If you don't like the imported semi-transparent pngs of the dialogs,
just replace them - at the same layer - with a semi-transparent png of
your choice.
As the width and height of the dialogs differ, you need to use a PNG
with a size that takes into account the expected maximum size of the
dialogs.
(Tested on Windows XP, 98, and MacOS X).--
The "Multiple Choice Tutorial" is more an introductory demonstration of
different multiple-choice formats with short explanations than an
explicit tutorial with a detailed discussion of the pros and cons of
each format.
Multiple Choice is a very common, but by modern standards not very
effective teaching and testing tool. Even the SAT and ACT tests are
slowly undergoing changes today as non-multiple-choice portions are
added to them.
But multiple-choice still remains a widely used test format (e.g.
Stephen Messimer's "Preceptor Tools" also contain different
multiple-choice types) and students are eager to learn how to construct
and use them.
I translated a sample stack - that we use at our institution as an
introduction for students - hopefully into understandable English.

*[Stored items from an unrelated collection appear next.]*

//! Short-lived master leases.
//!
//! A lease reserves one RN for an in-flight master transfer so the RN is not
//! picked twice concurrently. Leases expire on their own; expiry is the only
//! cleanup if a negotiating node crashes mid-handshake.

use crate::types::{MasterLeaseInfo, NodeId, RnId};
use dashmap::mapref::entry::Entry;
use dashmap::DashMap;
use std::sync::atomic::{AtomicBool, AtomicU64, Ordering};
use std::sync::{Arc, Weak};
use tokio::task::JoinHandle;
use tokio::time::Instant;
use tracing::debug;

#[derive(Debug)]
struct LeaseEntry {
    info: MasterLeaseInfo,
    expires_at: Instant,
    generation: u64,
    timer: JoinHandle<()>,
}

impl LeaseEntry {
    fn is_live(&self) -> bool {
        Instant::now() < self.expires_at
    }
}

/// Tracks leases held on RNs of this node.
///
/// Must be used from within a tokio runtime: every lease arms a timer task.
#[derive(Debug)]
pub struct LeaseManager {
    leases: Arc<DashMap<RnId, LeaseEntry>>,
    next_generation: AtomicU64,
    shut_down: AtomicBool,
}

impl LeaseManager {
    /// Create an empty lease manager.
    pub fn new() -> Self {
        Self {
            leases: Arc::new(DashMap::new()),
            next_generation: AtomicU64::new(1),
            shut_down: AtomicBool::new(false),
        }
    }

    /// Whether a live lease exists for `rn`.
    pub fn has_lease(&self, rn: RnId) -> bool {
        self.leases.get(&rn).map(|e| e.is_live()).unwrap_or(false)
    }

    /// Number of live leases.
    pub fn lease_count(&self) -> u32 {
        self.leases.iter().filter(|e| e.is_live()).count() as u32
    }

    /// The live lease record for `rn`.
    pub fn lease(&self, rn: RnId) -> Option<MasterLeaseInfo> {
        self.leases
            .get(&rn)
            .filter(|e| e.is_live())
            .map(|e| e.info)
    }

    /// RNs with live leases.
    pub fn leased_rns(&self) -> Vec<RnId> {
        self.leases
            .iter()
            .filter(|e| e.is_live())
            .map(|e| *e.key())
            .collect()
    }

    /// Register a lease, or extend one the same node already holds.
    ///
    /// Returns false if another node holds a live lease on the RN or the
    /// manager has been shut down.
    pub fn acquire(&self, info: MasterLeaseInfo) -> bool {
        self.acquire_with(info, true)
    }

    /// Register a lease only if no live lease exists on the RN, whoever
    /// holds it.
    ///
    /// Used for the source side of a local transfer so two concurrent
    /// negotiations on this node cannot both claim the same master.
    pub fn acquire_exclusive(&self, info: MasterLeaseInfo) -> bool {
        self.acquire_with(info, false)
    }

    fn acquire_with(&self, info: MasterLeaseInfo, extend: bool) -> bool {
        if self.shut_down.load(Ordering::Acquire) {
            return false;
        }

        let rn = info.rn_id;
        let generation = self.next_generation.fetch_add(1, Ordering::Relaxed);
        let expires_at = Instant::now() + info.duration();

        match self.leases.entry(rn) {
            Entry::Occupied(mut occupied) => {
                let current = occupied.get();
                if current.is_live() && current.info.requesting_node != info.requesting_node {
                    debug!(
                        %rn,
                        holder = current.info.requesting_node,
                        requester = info.requesting_node,
                        "Lease held by another node"
                    );
                    return false;
                }
                if current.is_live() && !extend {
                    debug!(%rn, holder = current.info.requesting_node, "Lease already held");
                    return false;
                }
                let timer = self.arm_timer(rn, generation, info);
                let old = occupied.insert(LeaseEntry {
                    info,
                    expires_at,
                    generation,
                    timer,
                });
                old.timer.abort();
                debug!(
                    %rn,
                    owner = info.requesting_node,
                    duration_ms = info.duration_ms,
                    "Lease extended"
                );
            }
            Entry::Vacant(vacant) => {
                let timer = self.arm_timer(rn, generation, info);
                vacant.insert(LeaseEntry {
                    info,
                    expires_at,
                    generation,
                    timer,
                });
                debug!(
                    %rn,
                    owner = info.requesting_node,
                    duration_ms = info.duration_ms,
                    "Lease acquired"
                );
            }
        }
        true
    }

    fn arm_timer(&self, rn: RnId, generation: u64, info: MasterLeaseInfo) -> JoinHandle<()> {
        let leases: Weak<DashMap<RnId, LeaseEntry>> = Arc::downgrade(&self.leases);
        let duration = info.duration();
        tokio::spawn(async move {
            tokio::time::sleep(duration).await;
            if let Some(leases) = leases.upgrade() {
                // An extension replaces the entry with a newer generation.
                if leases
                    .remove_if(&rn, |_, e| e.generation == generation)
                    .is_some()
                {
                    debug!(%rn, owner = info.requesting_node, "Lease expired");
                }
            }
        })
    }

    /// Drop the lease on `rn`. Returns whether one was removed.
    pub fn cancel(&self, rn: RnId) -> bool {
        match self.leases.remove(&rn) {
            Some((_, entry)) => {
                entry.timer.abort();
                debug!(%rn, "Lease cancelled");
                true
            }
            None => false,
        }
    }

    /// Drop the lease on `rn` only if `owner` holds it.
    ///
    /// Returns true when no lease on the RN remains afterwards, false if a
    /// different node still holds it.
    pub fn cancel_owned(&self, rn: RnId, owner: NodeId) -> bool {
        let removed = self.leases.remove_if(&rn, |_, e| {
            e.info.requesting_node == owner || !e.is_live()
        });
        match removed {
            Some((_, entry)) => {
                entry.timer.abort();
                debug!(%rn, owner, "Lease cancelled by owner");
                true
            }
            None => !self.leases.contains_key(&rn),
        }
    }

    /// Cancel all leases and refuse new ones.
    pub fn shutdown(&self) {
        self.shut_down.store(true, Ordering::Release);
        self.clear();
    }

    fn clear(&self) {
        let rns: Vec<RnId> = self.leases.iter().map(|e| *e.key()).collect();
        for rn in rns {
            if let Some((_, entry)) = self.leases.remove(&rn) {
                entry.timer.abort();
            }
        }
    }
}

impl Default for LeaseManager {
    fn default() -> Self {
        Self::new()
    }
}

impl Drop for LeaseManager {
    fn drop(&mut self) {
        self.clear();
    }
}

#[cfg(test)]
mod tests {
    use super::*;
    use std::time::Duration;

    fn lease(owner: NodeId, rn: RnId, secs: u64) -> MasterLeaseInfo {
        MasterLeaseInfo::new(owner, rn, 100, Duration::from_secs(secs))
    }

    #[tokio::test(start_paused = true)]
    async fn test_acquire_and_cancel() {
        let manager = LeaseManager::new();
        let rn = RnId::new(1, 1);

        assert!(!manager.has_lease(rn));
        assert!(manager.acquire(lease(2, rn, 300)));
        assert!(manager.has_lease(rn));
        assert_eq!(manager.lease_count(), 1);
        assert_eq!(manager.lease(rn).unwrap().requesting_node, 2);

        assert!(manager.cancel(rn));
        assert!(!manager.has_lease(rn));
        // Idempotent
        assert!(!manager.cancel(rn));
        assert_eq!(manager.lease_count(), 0);
    }

    #[tokio::test(start_paused = true)]
    async fn test_other_owner_denied() {
        let manager = LeaseManager::new();
        let rn = RnId::new(1, 1);

        assert!(manager.acquire(lease(2, rn, 300)));
        assert!(!manager.acquire(lease(3, rn, 300)));
        assert_eq!(manager.lease(rn).unwrap().requesting_node, 2);
    }

    #[tokio::test(start_paused = true)]
    async fn test_expiry() {
        let manager = LeaseManager::new();
        let rn = RnId::new(1, 1);

        assert!(manager.acquire(lease(2, rn, 10)));
        tokio::time::advance(Duration::from_secs(11)).await;
        tokio::task::yield_now().await;

        assert!(!manager.has_lease(rn));
        assert_eq!(manager.lease_count(), 0);
        // Expired leases do not block other owners.
        assert!(manager.acquire(lease(3, rn, 10)));
    }

    #[tokio::test(start_paused = true)]
    async fn test_same_owner_extends() {
        let manager = LeaseManager::new();
        let rn = RnId::new(1, 1);

        assert!(manager.acquire(lease(2, rn, 10)));
        tokio::time::advance(Duration::from_secs(6)).await;
        assert!(manager.acquire(lease(2, rn, 10)));
        tokio::time::advance(Duration::from_secs(6)).await;
        tokio::task::yield_now().await;

        // 12s after the first grant but only 6s after the extension.
        assert!(manager.has_lease(rn));

        tokio::time::advance(Duration::from_secs(5)).await;
        tokio::task::yield_now().await;
        assert!(!manager.has_lease(rn));
    }

    #[tokio::test(start_paused = true)]
    async fn test_exclusive_refuses_same_owner() {
        let manager = LeaseManager::new();
        let rn = RnId::new(1, 1);

        assert!(manager.acquire_exclusive(lease(1, rn, 10)));
        assert!(!manager.acquire_exclusive(lease(1, rn, 10)));
        assert!(!manager.acquire_exclusive(lease(2, rn, 10)));

        // Free again once the first claim expires.
        tokio::time::advance(Duration::from_secs(11)).await;
        tokio::task::yield_now().await;
        assert!(manager.acquire_exclusive(lease(1, rn, 10)));
    }

    #[tokio::test(start_paused = true)]
    async fn test_cancel_owned() {
        let manager = LeaseManager::new();
        let rn = RnId::new(1, 1);

        assert!(manager.acquire(lease(2, rn, 300)));
        assert!(!manager.cancel_owned(rn, 3));
        assert!(manager.has_lease(rn));
        assert!(manager.cancel_owned(rn, 2));
        assert!(!manager.has_lease(rn));
        assert!(manager.cancel_owned(rn, 3));
    }

    #[tokio::test(start_paused = true)]
    async fn test_shutdown_refuses_new_leases() {
        let manager = LeaseManager::new();
        assert!(manager.acquire(lease(2, RnId::new(1, 1), 300)));
        assert!(manager.acquire(lease(2, RnId::new(2, 1), 300)));

        manager.shutdown();
        assert_eq!(manager.lease_count(), 0);
        assert!(!manager.acquire(lease(2, RnId::new(3, 1), 300)));
    }
}
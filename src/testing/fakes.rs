//! Scripted collaborators for driving the balancer without a cluster.

use crate::cluster::ShutdownRequester;
use crate::error::{Error, NetworkError, Result};
use crate::network::{MasterTransferInitiator, PeerClient};
use crate::types::{MasterLeaseInfo, MdInfo, NodeId, RnId, StateInfo};
use parking_lot::Mutex;
use std::collections::{HashMap, HashSet};
use std::time::Duration;

#[derive(Debug, Default)]
struct ScriptState {
    md_info: HashMap<NodeId, Option<MdInfo>>,
    unreachable: HashSet<NodeId>,
    faulty: HashSet<NodeId>,
    denying: HashSet<NodeId>,
    granted: Vec<(NodeId, RnId)>,
    cancelled: Vec<(NodeId, RnId)>,
    alerts: Vec<(NodeId, NodeId)>,
    yielding: bool,
}

/// [`PeerClient`] whose answers are set up front.
///
/// Nodes without a scripted density answer with an unknown-node error.
/// Leases are granted unless the node is set to deny them.
#[derive(Debug, Default)]
pub struct ScriptedPeers {
    state: Mutex<ScriptState>,
}

impl ScriptedPeers {
    /// Create peers with nothing scripted.
    pub fn new() -> Self {
        Self::default()
    }

    /// Answer `md_info` for `node` with `info`.
    pub fn set_md_info(&self, node: NodeId, info: Option<MdInfo>) {
        let mut state = self.state.lock();
        state.unreachable.remove(&node);
        state.faulty.remove(&node);
        state.md_info.insert(node, info);
    }

    /// Fail every call to `node` as unreachable.
    pub fn set_unreachable(&self, node: NodeId) {
        self.state.lock().unreachable.insert(node);
    }

    /// Fail every call to `node` with a remote fault.
    pub fn set_faulty(&self, node: NodeId) {
        self.state.lock().faulty.insert(node);
    }

    /// Deny every lease request to `node`.
    pub fn deny_leases(&self, node: NodeId) {
        self.state.lock().denying.insert(node);
    }

    /// Leases granted and not cancelled, as `(node, rn)`.
    pub fn granted_leases(&self) -> Vec<(NodeId, RnId)> {
        self.state.lock().granted.clone()
    }

    /// Lease cancellations received, as `(node, rn)`.
    pub fn cancelled_leases(&self) -> Vec<(NodeId, RnId)> {
        self.state.lock().cancelled.clone()
    }

    /// Overload alerts received, as `(node, overloaded)`.
    pub fn overload_alerts(&self) -> Vec<(NodeId, NodeId)> {
        self.state.lock().alerts.clone()
    }

    /// Yield to the runtime at the start of every call, like a real
    /// network round trip would.
    pub fn set_yielding(&self) {
        self.state.lock().yielding = true;
    }

    async fn check(&self, node: NodeId) -> Result<()> {
        let yielding = self.state.lock().yielding;
        if yielding {
            tokio::task::yield_now().await;
        }
        let state = self.state.lock();
        if state.unreachable.contains(&node) {
            return Err(NetworkError::Unreachable {
                node,
                reason: "scripted".to_string(),
            }
            .into());
        }
        if state.faulty.contains(&node) {
            return Err(Error::Remote(format!("node {} scripted fault", node)));
        }
        Ok(())
    }
}

#[async_trait::async_trait]
impl PeerClient for ScriptedPeers {
    async fn note_state(&self, node: NodeId, _info: StateInfo) -> Result<()> {
        self.check(node).await
    }

    async fn md_info(&self, node: NodeId) -> Result<Option<MdInfo>> {
        self.check(node).await?;
        self.state
            .lock()
            .md_info
            .get(&node)
            .copied()
            .ok_or_else(|| NetworkError::UnknownNode(node).into())
    }

    async fn master_lease(&self, node: NodeId, lease: MasterLeaseInfo) -> Result<bool> {
        self.check(node).await?;
        let mut state = self.state.lock();
        if state.denying.contains(&node) {
            return Ok(false);
        }
        state.granted.push((node, lease.rn_id));
        Ok(true)
    }

    async fn cancel_master_lease(
        &self,
        node: NodeId,
        _requesting_node: NodeId,
        rn_id: RnId,
    ) -> Result<bool> {
        self.check(node).await?;
        let mut state = self.state.lock();
        state.granted.retain(|held| *held != (node, rn_id));
        state.cancelled.push((node, rn_id));
        Ok(true)
    }

    async fn overloaded_neighbor(&self, node: NodeId, overloaded: NodeId) -> Result<()> {
        self.check(node).await?;
        self.state.lock().alerts.push((node, overloaded));
        Ok(())
    }
}

#[derive(Debug, Clone, Copy, PartialEq, Eq)]
enum InitiatorMode {
    Accept,
    Decline,
    Fail,
    Panic,
}

/// [`MasterTransferInitiator`] that records requests and answers with a
/// fixed outcome.
#[derive(Debug)]
pub struct RecordingInitiator {
    mode: InitiatorMode,
    calls: Mutex<Vec<(RnId, RnId)>>,
}

impl RecordingInitiator {
    fn with_mode(mode: InitiatorMode) -> Self {
        Self {
            mode,
            calls: Mutex::new(Vec::new()),
        }
    }

    /// Accept every transfer.
    pub fn accepting() -> Self {
        Self::with_mode(InitiatorMode::Accept)
    }

    /// Decline every transfer.
    pub fn declining() -> Self {
        Self::with_mode(InitiatorMode::Decline)
    }

    /// Fail every transfer with a timeout.
    pub fn failing() -> Self {
        Self::with_mode(InitiatorMode::Fail)
    }

    /// Panic on the first transfer.
    pub fn panicking() -> Self {
        Self::with_mode(InitiatorMode::Panic)
    }

    /// Requests seen, as `(source, target)`.
    pub fn calls(&self) -> Vec<(RnId, RnId)> {
        self.calls.lock().clone()
    }
}

#[async_trait::async_trait]
impl MasterTransferInitiator for RecordingInitiator {
    async fn initiate_master_transfer(
        &self,
        source: RnId,
        target: RnId,
        _timeout: Duration,
    ) -> Result<bool> {
        self.calls.lock().push((source, target));
        match self.mode {
            InitiatorMode::Accept => Ok(true),
            InitiatorMode::Decline => Ok(false),
            InitiatorMode::Fail => Err(Error::Timeout),
            InitiatorMode::Panic => panic!("scripted initiator panic"),
        }
    }
}

/// [`ShutdownRequester`] that records the reasons it was given.
#[derive(Debug, Default)]
pub struct RecordingShutdown {
    reasons: Mutex<Vec<String>>,
}

impl RecordingShutdown {
    /// Create a recorder.
    pub fn new() -> Self {
        Self::default()
    }

    /// Reasons received, oldest first.
    pub fn reasons(&self) -> Vec<String> {
        self.reasons.lock().clone()
    }
}

impl ShutdownRequester for RecordingShutdown {
    fn request_shutdown(&self, reason: &str) {
        self.reasons.lock().push(reason.to_string());
    }
}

This stacks contains 7 different formats of multiple-choice questions,
arranged in "incremental" steps from a primitive version with fixed
positions of solution and distractors (which should be avoided by all
means) to a version with flexible positioning with the option to choose
the number of problems from a repertoire and a "loop" for unsolved
problems. After all problems have been worked on, the user gets the
option to try the "wrong" problems once more etc. Thus the programs
adapts to the individual needs of the user.
There are a number of things that need to be refined or "fine-tuned"
(like restricting user input into the ask dialog to a certain range and
specific keys) as it is not a final application intended for sale.
For better inspection the scripts are distributed across a number of
buttons whose script lengths are similar - but not equal - to the
Starter Kit limits, but most of these can only be edited with licensed
versions of Metacard or Revolution.
The scripts can also be inspected easily by pressing the "display
scripts" button and moving the mouse cursor over the buttons.
The stack uses the "transparent dialogs" described above.